The virus originated in China but there are different ideas as to how this happened

The UK believes it is highly likely the strain of coronavirus behind the global pandemic first passed from animals to humans naturally unconnected to a laboratory, Sky News understands.

The possibility that SARS-CoV-2 - the coronavirus strain that causes COVID-19 - might have leaked accidentally from a Chinese laboratory cannot be disproved, but it is considered unlikely, according to informed Whitehall sources.

The UK position contrasts with a claim by US President Donald Trump, who said he had seen evidence that the Wuhan Institute of Virology was the source of the pandemic.

US Secretary of State Mike Pompeo went further, alleging there was a significant amount of evidence to support this theory.

The US administration has heaped blame on China for the pandemic in a standoff that has made the question about the origin of the virus increasingly political.

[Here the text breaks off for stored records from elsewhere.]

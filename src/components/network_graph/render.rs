//! Canvas drawing of the per-frame draw list. All visual decisions are made
//! by the encoding pipeline; this module only executes them against a
//! `CanvasRenderingContext2d`.

use std::f64::consts::PI;

use wasm_bindgen::JsValue;
use web_sys::CanvasRenderingContext2d;

use super::state::NetworkState;

const BACKGROUND: &str = "#1a1a2e";
const LABEL_COLOR: &str = "#ffffff";

pub fn render(state: &NetworkState, ctx: &CanvasRenderingContext2d) {
	ctx.set_fill_style_str(BACKGROUND);
	ctx.fill_rect(0.0, 0.0, state.width, state.height);
	ctx.save();
	let _ = ctx.translate(state.transform.x, state.transform.y);
	let _ = ctx.scale(state.transform.k, state.transform.k);

	let list = state.frame();
	let graph = state.graph();
	let k = state.transform.k;

	for (idx, encoding) in &list.edges {
		let edge = &graph.edges[*idx];
		let (a, b) = (&graph.nodes[edge.source_idx], &graph.nodes[edge.target_idx]);
		ctx.set_global_alpha(encoding.opacity);
		ctx.set_stroke_style_str(encoding.color);
		ctx.set_line_width(encoding.width / k);
		ctx.begin_path();
		ctx.move_to(a.x, a.y);
		ctx.line_to(b.x, b.y);
		ctx.stroke();
	}
	ctx.set_global_alpha(1.0);

	for (idx, encoding) in &list.nodes {
		let node = &graph.nodes[*idx];

		if encoding.glow > 0.0 {
			if let Ok(gradient) = ctx.create_radial_gradient(
				node.x,
				node.y,
				encoding.radius * 0.3,
				node.x,
				node.y,
				encoding.radius + encoding.glow,
			) {
				let _ = gradient.add_color_stop(0.0, "rgba(255, 255, 255, 0.3)");
				let _ = gradient.add_color_stop(1.0, "rgba(255, 255, 255, 0.0)");
				ctx.begin_path();
				let _ = ctx.arc(
					node.x,
					node.y,
					encoding.radius + encoding.glow,
					0.0,
					2.0 * PI,
				);
				#[allow(deprecated)]
				ctx.set_fill_style(&gradient);
				ctx.fill();
			}
		}

		ctx.set_global_alpha(encoding.opacity);
		ctx.begin_path();
		let _ = ctx.arc(node.x, node.y, encoding.radius, 0.0, 2.0 * PI);
		ctx.set_fill_style_str(encoding.fill);
		ctx.fill();

		// Unconfirmed invitations get a dashed outline on top of their dimming.
		if node.is_pending {
			let _ = ctx.set_line_dash(&js_sys::Array::of2(
				&JsValue::from_f64(4.0 / k),
				&JsValue::from_f64(3.0 / k),
			));
			ctx.set_stroke_style_str(encoding.fill);
			ctx.set_line_width(1.5 / k);
			ctx.begin_path();
			let _ = ctx.arc(node.x, node.y, encoding.radius + 3.0 / k, 0.0, 2.0 * PI);
			ctx.stroke();
			let _ = ctx.set_line_dash(&js_sys::Array::new());
		}

		if let Some(stroke) = encoding.stroke {
			ctx.set_stroke_style_str(stroke);
			ctx.set_line_width(encoding.stroke_width / k);
			ctx.begin_path();
			let _ = ctx.arc(node.x, node.y, encoding.radius + 2.0 / k, 0.0, 2.0 * PI);
			ctx.stroke();
		}

		if encoding.show_label {
			ctx.set_fill_style_str(LABEL_COLOR);
			ctx.set_font(&format!("{}px sans-serif", 12.0 / k.max(0.5)));
			let _ = ctx.fill_text(&node.name, node.x + encoding.radius + 4.0, node.y + 4.0);
		}
		ctx.set_global_alpha(1.0);
	}

	ctx.restore();
}
//! Top-level pages.

pub mod home;
pub mod not_found;
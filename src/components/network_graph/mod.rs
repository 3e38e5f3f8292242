//! Collaboration-network visualization core: graph construction, the
//! ring-constrained force layout, selection/highlight state, the visual
//! encoding pipeline, and the canvas host component.

mod build;
mod component;
mod encode;
mod error;
mod interact;
mod layout;
mod render;
mod state;
mod types;

pub use build::{build, build_from_snapshot};
pub use component::NetworkGraphCanvas;
pub use encode::{DrawList, EdgeEncoding, NodeEncoding, draw_list, encode_edge, encode_node};
pub use error::InvalidGraphInput;
pub use interact::{InteractionState, PointerInput, TierSummary};
pub use layout::{LayoutConfig, LayoutEngine};
pub use state::NetworkState;
pub use types::{
	AuthorRecord, CollabEdge, CollabTier, NetworkGraph, NetworkSnapshot, OutputRecord,
	ResearcherNode,
};
use thiserror::Error;

/// Rejected graph-builder input. The host treats this as a recoverable
/// empty state (render nothing, show a prompt), never a crash.
#[derive(Clone, Debug, Error, PartialEq, Eq)]
pub enum InvalidGraphInput {
	#[error("author list is empty")]
	EmptyAuthors,
	#[error("lead investigator `{0}` is not in the author list")]
	UnknownLead(String),
}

A statement released by US spy agencies last week was more balanced when considering whether the virus first infected humans naturally from an interaction with an animal or whether transmission happened by accident in a laboratory.

However, the Office of the Director of National Intelligence, which oversees all US intelligence and security agencies, did not place weight on either theory, in contrast with the UK.

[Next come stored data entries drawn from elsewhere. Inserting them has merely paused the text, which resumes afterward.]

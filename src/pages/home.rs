use leptos::prelude::*;

use crate::components::network_graph::{
	AuthorRecord, NetworkGraphCanvas, NetworkSnapshot, OutputRecord, ResearcherNode,
};

/// Sample research network: one lead, a few direct and secondary
/// collaborators, a pending invitation, and an unlinked researcher.
fn sample_snapshot() -> NetworkSnapshot {
	let author = |id: &str,
	              name: &str,
	              institution: &str,
	              specialization: &str,
	              role: &str,
	              collaborations: &[&str],
	              pending: bool| AuthorRecord {
		id: id.into(),
		name: name.into(),
		institution: institution.into(),
		specialization: specialization.into(),
		role: role.into(),
		collaborations: collaborations.iter().map(|s| s.to_string()).collect(),
		is_pending: pending,
	};
	let output = |id: &str, title: &str, co_authors: &[&str]| OutputRecord {
		id: id.into(),
		title: title.into(),
		co_author_ids: co_authors.iter().map(|s| s.to_string()).collect(),
	};

	NetworkSnapshot {
		authors: vec![
			author(
				"r1",
				"Lena Ortiz",
				"University College London",
				"Computational Genomics",
				"Principal Investigator",
				&["r2", "r3", "r4"],
				false,
			),
			author(
				"r2",
				"Dev Raman",
				"Karolinska Institute",
				"Proteomics",
				"Senior Researcher",
				&["r1", "r5"],
				false,
			),
			author(
				"r3",
				"Mara Chen",
				"ETH Zurich",
				"Machine Learning",
				"Postdoc",
				&["r1", "r6"],
				false,
			),
			author(
				"r4",
				"Iris Kato",
				"University of Tokyo",
				"Epidemiology",
				"Professor",
				&["r1"],
				true,
			),
			author(
				"r5",
				"Omar Said",
				"Cairo University",
				"Biostatistics",
				"Lecturer",
				&["r2"],
				false,
			),
			author(
				"r6",
				"Ana Lima",
				"University of Sao Paulo",
				"Systems Biology",
				"PhD Student",
				&["r3"],
				false,
			),
			author(
				"r7",
				"Noah Berg",
				"MIT",
				"Bioinformatics",
				"Researcher",
				&[],
				false,
			),
		],
		publications: vec![
			output("p1", "Variant calling at scale", &["r1", "r2", "r3"]),
			output("p2", "Proteome atlases", &["r2", "r5"]),
			output("p3", "Graph models of regulation", &["r1", "r3", "r6"]),
			output("p4", "Cohort drift", &["r4"]),
		],
		manuscripts: vec![
			output("m1", "Pan-cancer splicing", &["r1", "r2"]),
			output("m2", "Pipeline reproducibility", &["r3", "r6"]),
		],
		lead_investigator_id: "r1".into(),
	}
}

/// Default Home Page: the network canvas with a search box and detail panel.
#[component]
pub fn Home() -> impl IntoView {
	let snapshot = Signal::derive(sample_snapshot);
	let (query, set_query) = signal(String::new());
	let (matches, set_matches) = signal(Vec::<ResearcherNode>::new());
	let (activate, set_activate) = signal(None::<String>);
	let (selected, set_selected) = signal(None::<ResearcherNode>);
	let (highlight_counts, set_highlight_counts) = signal((0usize, 0usize));

	let on_select = Callback::new(move |detail: Option<ResearcherNode>| {
		set_selected.set(detail);
	});
	let on_highlight = Callback::new(move |counts: (usize, usize)| {
		set_highlight_counts.set(counts);
	});
	let on_matches = Callback::new(move |hits: Vec<ResearcherNode>| {
		set_matches.set(hits);
	});

	view! {
		<ErrorBoundary fallback=|errors| {
			view! {
				<h1>"Uh oh! Something went wrong!"</h1>

				<p>"Errors: "</p>
				<ul>
					{move || {
						errors
							.get()
							.into_iter()
							.map(|(_, e)| view! { <li>{e.to_string()}</li> })
							.collect_view()
					}}
				</ul>
			}
		}>

			<div class="fullscreen-graph">
				<NetworkGraphCanvas
					data=snapshot
					query=query
					activate=activate
					fullscreen=true
					on_select=on_select
					on_highlight=on_highlight
					on_matches=on_matches
				/>
				<div class="graph-overlay">
					<h1>"Collaboration Network"</h1>
					<p class="subtitle">
						"Click a researcher to focus their collaborations. Scroll to zoom, drag the background to pan."
					</p>
					<input
						type="search"
						placeholder="Search name, institution, field..."
						prop:value=query
						on:input=move |ev| set_query.set(event_target_value(&ev))
					/>
					{move || {
						let hits = matches.get();
						(!query.get().trim().is_empty())
							.then(|| {
								view! {
									<ul class="match-list">
										{if hits.is_empty() {
											view! { <li class="match-empty">"No researchers found"</li> }
												.into_any()
										} else {
											hits.into_iter()
												.map(|node| {
													let id = node.id.clone();
													view! {
														<li>
															<button on:click=move |_| {
																set_activate.set(Some(id.clone()))
															}>
																{node.name.clone()} " · "
																{node.institution.clone()}
															</button>
														</li>
													}
												})
												.collect_view()
												.into_any()
										}}
									</ul>
								}
							})
					}}
					{move || {
						let (nodes, edges) = highlight_counts.get();
						(nodes > 0)
							.then(|| {
								view! {
									<p class="summary">
										{format!("{nodes} researchers, {edges} collaborations highlighted")}
									</p>
								}
							})
					}}
				</div>
				{move || {
					selected
						.get()
						.map(|node| {
							view! {
								<div class="detail-panel">
									<h2>{node.name.clone()}</h2>
									<p>{node.role.clone()} " · " {node.institution.clone()}</p>
									<p>{node.specialization.clone()}</p>
									<p>
										{format!(
											"{} publications · {} manuscripts",
											node.publications_count,
											node.manuscripts_count,
										)}
									</p>
								</div>
							}
						})
				}}
			</div>
		</ErrorBoundary>
	}
}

The intelligence community "will continue to rigorously examine emerging information and intelligence to determine whether the outbreak began through contact with infected animals or if it was the result of an accident at a laboratory in Wuhan," its statement said.

Neither the US nor the UK believe that the virus was man-made.

The Wuhan Institute of Virology has dismissed any suggestion it was the origin of the pandemic.

Liu Xiaoming, China's ambassador to the UK, also rejected President Trump's claims as "disinformation".

The UK position on the origin of the novel coronavirus is more in line with Australia's - a fellow member of the Five Eyes intelligence-sharing community along with the United States, Canada and New Zealand.

Scott Morrison, the Australian prime minister, has said the most likely scenario is that it started at a wildlife wet market in the city of Wuhan. He is leading calls for an international investigation into what happened.

The UK believes that the precise location where the first animal to human transmission happened might never be known.

In Washington on Tuesday, the top US general said the origin of the virus remained a mystery.

"Did it come out of the virology lab in Wuhan? Did it occur in a wet market there in Wuhan? Did it occur somewhere else? And the answer to that is: We don't know," General Mark Milley, chairman of the Joint Chiefs of Staff, told a news conference.